Nassau County Legislative Majority Leader Peter Schmitt believes the Nassau County Interim Finance Authority's (NIFA) takeover of the county's finances is nothing but a “coup” and board members have something other than the county’s best interest at heart.
At a press conference in his office Monday morning, the Massapequa Republican accused each of NIFA's six members of casting politically motivated votes to gain oversight over the county’s budget.
“This is not the same board,” Schmitt said. “Believe me, Ron Stack is no Frank Zarb,” referring to the current and a past NIFA chairman, respectively.
Schmitt’s singling out of Stack stems from his hiring by Wells Fargo Bank after the county had deposited $82 million in funds under the Suozzi administration. Nassau had made the deposit to Wells Fargo in May 2009 and Stack joined the bank the following month.
“This guy has a conflict of interest, I believe, it’s my opinion,” Schmitt said. “I think it’s the height of irresponsibility on his part not to have taken steps to address that conflict.” Schmitt is calling for the county to withdraw the funds from Wells Fargo.
When asked if removing the money from Stack’s bank would remove the ethical conflict, Schmitt said that “we don’t know because these are operating funds of the county and as much as I’d like to see it, I doubt very much that we’re going to be able to... move (the funds). If you stop robbing liquor stores, that doesn’t mean that you didn’t rob liquor stores.”
Schmitt did not specify which statute any of the NIFA board members might be violating in their code of ethics, available on the NIFA website. Representatives for both NIFA and Stack have indicated that there has been no conflict of interest as Stack’s position of NIFA chairman was cleared by the Commission of Public Integrity.
“If this stands, he has a voice and ultimately a vote in determining where county money goes,” Schmitt said, referring to Stack. “Shouldn’t we know what he stands to profit from that? Even indirectly?”
Schmitt said he has also raised the ethics questions through the commission last June and his office indicated that hearings would be scheduled for sometime in mid-February. The majority leader also railed against his Democratic counterpart, Minority Leader Diane Yatauro, D-Glen Cove.
According to a NIFA document issued on Jan. 26 when the board imposed its takeover, County Executive Ed Mangano stated there was an agreement in place with Democratic county legislators over borrowing for property tax settlements but on a conference call the minority leader made no such indication an agreement existed.

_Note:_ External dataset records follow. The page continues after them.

//! Errors carried by stages.

use std::any::Any;
use std::error::Error;
use std::sync::Arc;
use thiserror::Error;
use weft_rts_scheduler::{panic_message, Cause, RejectedError, TaskError};

/// Why a stage did not produce a value.
///
/// A failure relayed from a source stage to its dependent is wrapped once in
/// [`StageError::Completion`], so a dependent can tell its own failure from
/// one that happened upstream. Wrapping an already wrapped error is a no-op.
#[derive(Debug, Clone, Error)]
pub enum StageError {
    /// The stage was cancelled.
    #[error("stage was cancelled")]
    Cancelled,
    /// The stage was completed exceptionally with the given cause.
    #[error("stage failed: {0}")]
    Failed(Cause),
    /// An action panicked.
    #[error("stage action panicked: {0}")]
    Panicked(Arc<str>),
    /// An executor refused to run an action.
    #[error(transparent)]
    Rejected(#[from] RejectedError),
    /// A failure relayed from another stage.
    #[error("dependent stage failed: {0}")]
    Completion(Arc<StageError>),
    /// A timed wait elapsed first. Never stored in a stage.
    #[error("timed out waiting for stage")]
    Timeout,
}

impl StageError {
    /// Wrap an arbitrary error as a stage failure.
    pub fn failed<E>(err: E) -> Self
    where
        E: Error + Send + Sync + 'static,
    {
        Self::Failed(Arc::new(err))
    }

    /// Build a failure from a caught panic payload.
    #[must_use]
    pub fn from_panic(payload: Box<dyn Any + Send>) -> Self {
        Self::Panicked(panic_message(payload.as_ref()).into())
    }

    /// Mark this failure as relayed, unless it already is.
    #[must_use]
    pub fn wrap(self) -> Self {
        match self {
            Self::Completion(_) => self,
            other => Self::Completion(Arc::new(other)),
        }
    }

    /// Whether this failure was relayed from another stage.
    #[must_use]
    pub const fn is_wrapped(&self) -> bool {
        matches!(self, Self::Completion(_))
    }

    /// The underlying failure, with any relay wrapper removed.
    #[must_use]
    pub fn cause(&self) -> &StageError {
        match self {
            Self::Completion(inner) => inner.as_ref(),
            other => other,
        }
    }

    /// Whether the underlying failure is a cancellation.
    #[must_use]
    pub fn is_cancellation(&self) -> bool {
        matches!(self.cause(), Self::Cancelled)
    }
}

impl From<TaskError> for StageError {
    fn from(err: TaskError) -> Self {
        match err {
            TaskError::Cancelled => Self::Cancelled,
            TaskError::Failed(cause) => Self::Failed(cause),
            TaskError::Panicked(msg) => Self::Panicked(msg),
            TaskError::Rejected(err) => Self::Rejected(err),
            TaskError::Timeout => Self::Timeout,
        }
    }
}

#[cfg(test)]
mod tests {
    use super::*;

    #[derive(Debug, thiserror::Error)]
    #[error("disk on fire")]
    struct DiskOnFire;

    #[test]
    fn test_wrap_is_idempotent() {
        let once = StageError::failed(DiskOnFire).wrap();
        assert!(once.is_wrapped());
        let twice = once.clone().wrap();
        match (&once, &twice) {
            (StageError::Completion(a), StageError::Completion(b)) => assert!(Arc::ptr_eq(a, b)),
            _ => panic!("expected wrapped errors"),
        }
    }

    #[test]
    fn test_cause_strips_wrapper() {
        let err = StageError::Cancelled.wrap();
        assert!(!matches!(err, StageError::Cancelled));
        assert!(matches!(err.cause(), StageError::Cancelled));
        assert!(err.is_cancellation());
        assert!(!StageError::Timeout.is_cancellation());
    }

    #[test]
    fn test_messages() {
        assert_eq!(StageError::failed(DiskOnFire).to_string(), "stage failed: disk on fire");
        assert_eq!(
            StageError::Cancelled.wrap().to_string(),
            "dependent stage failed: stage was cancelled"
        );
        let panicked = StageError::from_panic(Box::new("oops"));
        assert_eq!(panicked.to_string(), "stage action panicked: oops");
    }

    #[test]
    fn test_from_task_error() {
        assert!(matches!(StageError::from(TaskError::Cancelled), StageError::Cancelled));
        assert!(matches!(
            StageError::from(TaskError::Rejected(RejectedError::Shutdown)),
            StageError::Rejected(RejectedError::Shutdown)
        ));
    }
}
//! Blocking waits: parking, timeouts and waiting from scheduler workers.

use std::sync::mpsc;
use std::thread;
use std::time::{Duration, Instant};
use tracing_subscriber::EnvFilter;
use weft_rts_scheduler::Scheduler;
use weft_rts_stage::{set_wait_spins, Stage, StageError};

fn init_tracing() {
    let _ = tracing_subscriber::fmt()
        .with_env_filter(EnvFilter::from_default_env())
        .with_test_writer()
        .try_init();
}

#[test]
fn test_timed_get_gives_up_and_unregisters() {
    let never: Stage<u32> = Stage::new();
    let started = Instant::now();
    assert!(matches!(
        never.get_timeout(Duration::from_millis(50)),
        Err(StageError::Timeout)
    ));
    assert!(started.elapsed() >= Duration::from_millis(50));
    assert_eq!(never.dependents(), 0);
    assert!(!never.is_done());
}

#[test]
fn test_timed_get_keeps_other_dependents() {
    let never: Stage<u32> = Stage::new();
    let dependent = never.then_apply(|x| x + 1);
    assert!(never.get_timeout(Duration::from_millis(20)).is_err());
    assert_eq!(never.dependents(), 1);
    never.complete(1);
    assert_eq!(dependent.join().unwrap(), 2);
}

#[test]
fn test_zero_timeout_on_complete_stage() {
    let done = Stage::completed(3);
    assert_eq!(done.get_timeout(Duration::ZERO).unwrap(), 3);
    let pending: Stage<u8> = Stage::new();
    assert!(matches!(pending.get_timeout(Duration::ZERO), Err(StageError::Timeout)));
}

#[test]
fn test_parked_waiters_wake_on_completion() {
    set_wait_spins(0);
    let stage: Stage<String> = Stage::new();
    let waiters: Vec<_> = (0..4)
        .map(|_| {
            let stage = stage.clone();
            thread::spawn(move || stage.join())
        })
        .collect();
    // Let the waiters park.
    thread::sleep(Duration::from_millis(50));
    stage.complete("awake".to_string());
    for waiter in waiters {
        assert_eq!(waiter.join().unwrap().unwrap(), "awake");
    }
    assert_eq!(stage.dependents(), 0);
}

#[test]
fn test_get_timeout_returns_value_in_time() {
    let stage: Stage<u8> = Stage::new();
    let completer = stage.clone();
    let handle = thread::spawn(move || {
        thread::sleep(Duration::from_millis(20));
        completer.complete(9)
    });
    assert_eq!(stage.get_timeout(Duration::from_secs(10)).unwrap(), 9);
    assert!(handle.join().unwrap());
}

#[test]
fn test_get_now_does_not_block() {
    let stage: Stage<u8> = Stage::new();
    assert_eq!(stage.get_now(5).unwrap(), 5);
    stage.cancel();
    assert!(matches!(stage.get_now(5), Err(StageError::Cancelled)));
}

#[test]
fn test_join_inside_single_worker_is_compensated() {
    init_tracing();
    let scheduler = Scheduler::new(1);
    let inner = scheduler.clone();
    let (tx, rx) = mpsc::channel();
    scheduler
        .execute(move || {
            // The only worker blocks here; the supplier needs a spare.
            let value = Stage::supply_async_on(|| 6 * 7, inner).join();
            let _ = tx.send(value);
        })
        .unwrap();
    let value = rx.recv_timeout(Duration::from_secs(30)).unwrap();
    assert_eq!(value.unwrap(), 42);
}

“We had a written agreement,” Schmitt said. “The same bonding which has been done for the last 10 years. Unbeknownst to me, the minority leader wrote a letter to NIFA two weeks ago renouncing that deal. Now we have to start making budget cuts to offset that cost.”
In a statement, Yatauro called Schmitt’s comments “inappropriate and harsh,” adding that both Mangano and Schmitt “failed to respond responsibly and professionally” with the NIFA takeover. Yatauro also asked that both sides “sit down calmly during this control period and show how we will balance the 2011 budget, anything less is irresponsible and unprofessional.”
NIFA has also questioned various aspects of Nassau’s fiscal plan, including projections of sales tax and property tax income in the still sluggish economy, asking for a number of contingency plans which have bristled members of the administration.
Schmitt called NIFA's predictions “laughable on its face. The elected officials – not the appointed bureaucrats – have every right to manage the problem.”
Schmitt admitted that Nassau will most likely not realize savings through union concessions and there are corresponding cuts the county can make to keep the budget in balance. Mangano had recently submitted six letters to NIFA detailing various contingencies for his 2011 budget, which the agency says does not project a balanced budget and indicates a $176 million deficit.
Mangano has maintained that his 2011 budget is balanced and is suing NIFA over control of the county, indicating that the board wants him to raise property taxes.
“By saying you can’t use contingencies, you can’t use that, you can’t use the other thing, which is what they say in their decree, the only thing left is the property tax,” Schmitt said. “Well I’m here to push back on that. They’re not getting it, period. I don’t care what they do.”
Any property tax increase would have to first be passed through the legislature.